Around a fifth of cars on the road will communicate with each other in just a few years, researchers predict, as connected cars start to gain traction. New technology will mean that machines will communicate with each other to boost safety and as smart cities monitor vehicles in an attempt to ensure smooth movement of traffic.
A new study carried out by market research specialists Juniper Research has calculated that around 20 per cent of all cars on the road by the end of the decade will be plumbed into a central computer system, broadcasting their position and possibly even ‘talking’ to other vehicles, reports the Press Association.
Researchers found that America, India and China are all paving the way in connected car technology, which has been aided by the rapid rise of smartphones across the world. Helping to encourage the development of sophisticated connected vehicles is the desire from governments and business to help reduce the number and extent of traffic jams.

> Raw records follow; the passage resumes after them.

//! Folder slugs for catalog entries.
//!
//! Names are not unique across a glossary, only resource URIs are, so folder
//! identity is keyed by URI:
//!
//! - a URI seen before keeps the slug it was first given, even if its name
//!   has since changed;
//! - a new URI whose slugified name is already taken gets the first free
//!   `-2`, `-3`, ... suffix;
//! - otherwise the bare slugified name is used.

use std::collections::{BTreeMap, HashSet};

use unicode_normalization::UnicodeNormalization;

/// Slug used when a name has no word characters at all.
pub const FALLBACK_SLUG: &str = "unnamed";

/// Filesystem-safe form of a human-readable name.
///
/// NFKC-normalizes, drops everything but word characters, whitespace and
/// hyphens, trims and lowercases, then collapses whitespace/hyphen runs into
/// single hyphens.
///
/// ```
/// use datablocks_catalog::slugify;
///
/// assert_eq!(slugify("Demographic Statistics By Zip Code"), "demographic-statistics-by-zip-code");
/// assert_eq!(slugify("  NYC  Parks -- Trees (2015)! "), "nyc-parks-trees-2015");
/// ```
pub fn slugify(value: &str) -> String {
    let normalized: String = value.nfkc().collect();
    let kept: String = normalized
        .chars()
        .filter(|c| c.is_alphanumeric() || *c == '_' || *c == '-' || c.is_whitespace())
        .collect();
    let lowered = kept.trim().to_lowercase();

    let mut slug = String::with_capacity(lowered.len());
    let mut in_run = false;
    for c in lowered.chars() {
        if c == '-' || c.is_whitespace() {
            if !in_run {
                slug.push('-');
                in_run = true;
            }
        } else {
            slug.push(c);
            in_run = false;
        }
    }
    slug
}

/// Outcome of resolving one glossary entry.
#[derive(Debug, Clone, PartialEq, Eq)]
pub struct Resolution {
    pub slug: String,
    /// False when the URI already had a slug.
    pub is_new: bool,
}

/// Collision-safe URI -> slug assignment.
#[derive(Debug, Clone, Default)]
pub struct NameResolver {
    by_uri: BTreeMap<String, String>,
    taken: HashSet<String>,
}

impl NameResolver {
    pub fn new() -> Self {
        Self::default()
    }

    /// Seed with assignments from an earlier run.
    pub fn with_assignments(assignments: BTreeMap<String, String>) -> Self {
        let taken = assignments.values().cloned().collect();
        Self {
            by_uri: assignments,
            taken,
        }
    }

    pub fn resolve(&mut self, uri: &str, name: &str) -> Resolution {
        if let Some(slug) = self.by_uri.get(uri) {
            return Resolution {
                slug: slug.clone(),
                is_new: false,
            };
        }

        let mut base = slugify(name);
        if base.is_empty() {
            base = FALLBACK_SLUG.to_string();
        }

        let slug = if self.taken.contains(&base) {
            let mut n = 2u32;
            loop {
                let candidate = format!("{base}-{n}");
                if !self.taken.contains(&candidate) {
                    break candidate;
                }
                n += 1;
            }
        } else {
            base
        };

        log::debug!("assigned slug '{}' to {}", slug, uri);
        self.taken.insert(slug.clone());
        self.by_uri.insert(uri.to_string(), slug.clone());
        Resolution { slug, is_new: true }
    }

    pub fn assignments(&self) -> &BTreeMap<String, String> {
        &self.by_uri
    }

    pub fn len(&self) -> usize {
        self.by_uri.len()
    }

    pub fn is_empty(&self) -> bool {
        self.by_uri.is_empty()
    }
}

#[cfg(test)]
#[path = "tests/slug_tests.rs"]
mod tests;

Congestion already costs British businesses billions every year and has a similar impact across the world. As the number of vehicles on the road increases rapidly, investment in this type of technology by governments and industry could be justified by potential nationwide savings.
As a result, the move to connected cars is likely to be spearheaded by company fleets and business drivers, with private users steadily adopting these high-tech vehicles as more and more cities move towards being ‘smart cities’, which are laced with technology to make sure that urban infrastructures run as smoothly as possible.